Strange Powers: Stephin Merritt and The Magnetic Fields - A conventional but nonetheless engrossing documentary about, well, Stephin Merritt and his band, The Magnetic Fields.  Merritt's notoriously difficult to interview, so the intimacy of this film is rather impressive.  Every major member of the band is interviewed, as well as Merritt's mom herself.  It's mostly a biographical portrait, charting his life from high school until the Distortion album, hitting the high points (the near universal acclaim for 69 Love Songs, for my money one of the greatest works of art of the 20th Century) and the low (the racism accusations by New Yorker critic Sasha Frere-Jones, which proved nothing but the already established fact that Sasha Frere-Jones is a fucking moron.  Though he was decent enough to basically admit as much both in print and on camera here).  Most of the film though is funny anecdotes about Merritt's working life, with a special focus on his 25+ year friendship with Claudia Gonson, manager and band member.  Particularly cool is Merritt dumping a pile of his old notebooks on the floor and flipping nostalgically through them.  (Edited to add: The coolest thing was Merritt talking about his favorite artists, particularly ABBA, who he says created such perfectly worked out songs such that when you first hear them you feel like they've always existed, which is exactly what I've always thought about Merritt's best songs, particularly much of the 69 Love Songs).  Documentaries like this aren't generally notable for their filmic qualities, and this one is no exception.  But it gets about as close as one can get to an artist like Merritt, and that's accomplishment enough.  Plus the score is really great.
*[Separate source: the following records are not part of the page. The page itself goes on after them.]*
//! # Session Controller
//!
//! Runs the effects produced by [`SessionState::apply`]: file decoding and the
//! network submission. It owns the single session state together with the
//! processing client and the exporter, and is what a presentation layer calls
//! into.
//!
//! ## Request Workflow
//!
//! 1. **Select file**: validate, decode asynchronously, land the image
//! 2. **Key**: typed or generated
//! 3. **Process**: build the request, send it, apply the response
//! 4. **Export**: save the result on demand
//!
//! Both asynchronous steps are split into `begin_*` / `finish_*` halves so a
//! caller driving an event loop can interleave them; the `async` helpers run
//! both halves back to back.
//!
//! ## Usage
//!
//! ```rust,ignore
//! let mut session = SessionController::from_config(&ClientConfig::default())?;
//! session.generate_key();
//! session.select_file(RawFile::from_path("scan.png")).await?;
//! let result = session.process().await?;
//! if result.is_success() {
//!     session.export()?;
//! }
//! ```

use anyhow::Result;
use log::{info, warn};
use std::path::PathBuf;

use crate::client::{ProcessingClient, ProcessingRequest, ProcessingResult};
use crate::common::config::ClientConfig;
use crate::common::error::SessionError;
use crate::common::messages::Operation;
use crate::processing::{ImageIngestor, KeyGenerator, KeyMaterial, RawFile, ResultExporter, SourceImage};
use crate::session::state::{AcceptedFile, Event, SessionState, Submission, ViewState};

/// A file accepted for decoding, tagged with its selection sequence.
#[derive(Debug)]
pub struct PendingDecode {
    seq: u64,
    file: RawFile,
}

impl PendingDecode {
    pub fn seq(&self) -> u64 {
        self.seq
    }

    /// Read and encode the file. Read failures are logged and yield no image.
    pub async fn run(self) -> DecodedImage {
        let name = self.file.name().to_string();
        let image = match ImageIngestor::decode(self.file).await {
            Ok(image) => Some(image),
            Err(e) => {
                warn!("Could not read '{}': {}", name, e);
                None
            }
        };
        DecodedImage {
            seq: self.seq,
            image,
        }
    }
}

/// Completion of a [`PendingDecode`].
#[derive(Debug)]
pub struct DecodedImage {
    seq: u64,
    image: Option<SourceImage>,
}

/// A request committed to the session, waiting to be sent.
#[derive(Debug)]
pub struct PendingSubmission {
    pub ticket: u64,
    pub request: ProcessingRequest,
}

/// Owner of the session state and its collaborators.
pub struct SessionController {
    state: SessionState,
    client: ProcessingClient,
    exporter: ResultExporter,
}

impl SessionController {
    pub fn new(client: ProcessingClient, exporter: ResultExporter) -> Self {
        Self {
            state: SessionState::new(),
            client,
            exporter,
        }
    }

    /// Builds the client and exporter described by `config`.
    pub fn from_config(config: &ClientConfig) -> Result<Self> {
        let client = ProcessingClient::new(config.service.clone())?;
        let exporter = ResultExporter::new(config.output.directory.clone());
        Ok(Self::new(client, exporter))
    }

    pub fn state(&self) -> &SessionState {
        &self.state
    }

    pub fn view(&self) -> ViewState<'_> {
        self.state.view()
    }

    pub fn client(&self) -> &ProcessingClient {
        &self.client
    }

    /// Apply an event that carries no follow-up work.
    fn commit(&mut self, event: Event) {
        match self.state.apply(event) {
            Ok(transition) => self.state = transition.state,
            Err(e) => warn!("{}", e),
        }
    }

    /// Replace the key with user input. Blank input clears it.
    pub fn edit_key(&mut self, text: &str) {
        self.commit(Event::KeyEdited(text.to_string()));
        if let Some(key) = self.state.key() {
            if !key.is_canonical() {
                warn!(
                    "Key {:?} is not a 56-character hex key; sending it as typed",
                    key
                );
            }
        }
    }

    /// Generate a fresh key, store it, and return it.
    pub fn generate_key(&mut self) -> KeyMaterial {
        let key = KeyGenerator::generate();
        self.commit(Event::KeyGenerated(key.clone()));
        info!("🔑 Generated key {:?}", key);
        key
    }

    pub fn select_operation(&mut self, operation: Operation) {
        self.commit(Event::OperationSelected(operation));
    }

    /// Validate `file` and reserve its selection sequence.
    pub fn begin_ingest(&mut self, file: RawFile) -> Result<PendingDecode, SessionError> {
        let AcceptedFile { state, seq, file } = self.state.accept_file(file).map_err(|e| {
            warn!("{}", e);
            e
        })?;
        self.state = state;
        info!("📥 Accepted '{}' ({:?}) as selection #{}", file.name(), file.origin(), seq);
        Ok(PendingDecode { seq, file })
    }

    /// Land a finished decode. Returns true if it became the current image.
    pub fn finish_ingest(&mut self, decoded: DecodedImage) -> bool {
        let Some(image) = decoded.image else {
            return false;
        };
        self.commit(Event::ImageDecoded {
            seq: decoded.seq,
            image,
        });
        decoded.seq == self.state.ingest_seq()
    }

    /// Select, decode and store a file in one call.
    pub async fn select_file(&mut self, file: RawFile) -> Result<bool, SessionError> {
        let pending = self.begin_ingest(file)?;
        let decoded = pending.run().await;
        Ok(self.finish_ingest(decoded))
    }

    /// Validate the inputs, build the request and enter Processing.
    ///
    /// Nothing changes when validation fails.
    pub fn begin_submit(&mut self) -> Result<PendingSubmission, SessionError> {
        let Submission { state, ticket } = self.state.request_submit().map_err(|e| {
            warn!("{}", e);
            e
        })?;

        let request = self
            .client
            .request_builder()
            .build(self.state.image(), self.state.key(), self.state.operation())
            .map_err(|e| {
                warn!("{}", e);
                SessionError::from(e)
            })?;

        self.state = state;
        Ok(PendingSubmission { ticket, request })
    }

    /// Apply the service's answer to submission `ticket`.
    pub fn finish_submit(&mut self, ticket: u64, result: ProcessingResult) {
        self.commit(Event::ResultReceived { ticket, result });
    }

    /// Submit the current inputs and wait for the result.
    pub async fn process(&mut self) -> Result<ProcessingResult, SessionError> {
        let pending = self.begin_submit()?;
        let result = self.client.submit(pending.request).await;
        self.finish_submit(pending.ticket, result.clone());
        Ok(result)
    }

    /// Save the current result. Does not change the session.
    pub fn export(&self) -> Result<PathBuf, SessionError> {
        self.exporter.export(self.state.result()).map_err(|e| {
            warn!("{}", e);
            SessionError::from(e)
        })
    }
}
Merry-Go-Round - The second film co-directed by Clement Cheng at this year's festival (Hong Sangsoo is the only other person with two features at the festival, though as Cheng pointed out during the Q & A, his two halves make one festival film).  It's totally different in visual style from the kung fu comedy Gallants, though it is thematically quite similar.  Both film's approach Hong Kong's past with reverence, and are about the younger generation learning to respect the older.  In this case, its a young woman (the gorgeous Ella Koon), dying of leukemia who goes to HK to find an internet friend who's been ignoring her.  This friend is the nephew of another woman from San Francisco who has recently returned to HK to prevent his sale of the family's Chinese medicine shop to developers.  This older woman is obsessed with her own past: she's also bringing her grandfather's body back home to be buried in his home town, and she has a series of flashbacks to a romance she had before leaving for America sometime after the Communist takeover of the mainland.  The desire to return a body to one's home is one of the key motifs in the film, and much of it takes place at a "Coffin Home" where bodies of diasporic Chinese are stored until their families come to claim them.  The caretaker of the Coffin Home is played by Teddy Robin (who was so great in Gallants) and he hires the dying girl and he's got issues with the past of his own to deal with.  The setup of the film is needlessly complicated, and the first half hour or so is much more disorienting than it needs to be.  But once everyone settles into their places in the narrative and their various histories and interconnections begin to be revealed, the film has a powerful emotional momentum.  It's about the joy and tragedy of leaving and returning.  Other than the clunky beginning and an over-reliance on the indie rock score in the latter sections of the film (the use of the standard "After You've Gone", however, is excellent), it really is very good.  The cinematography by first-time feature DP Jason Kwan is particularly good, much smoother and more polished than Gallants, though the budget can't have been much greater.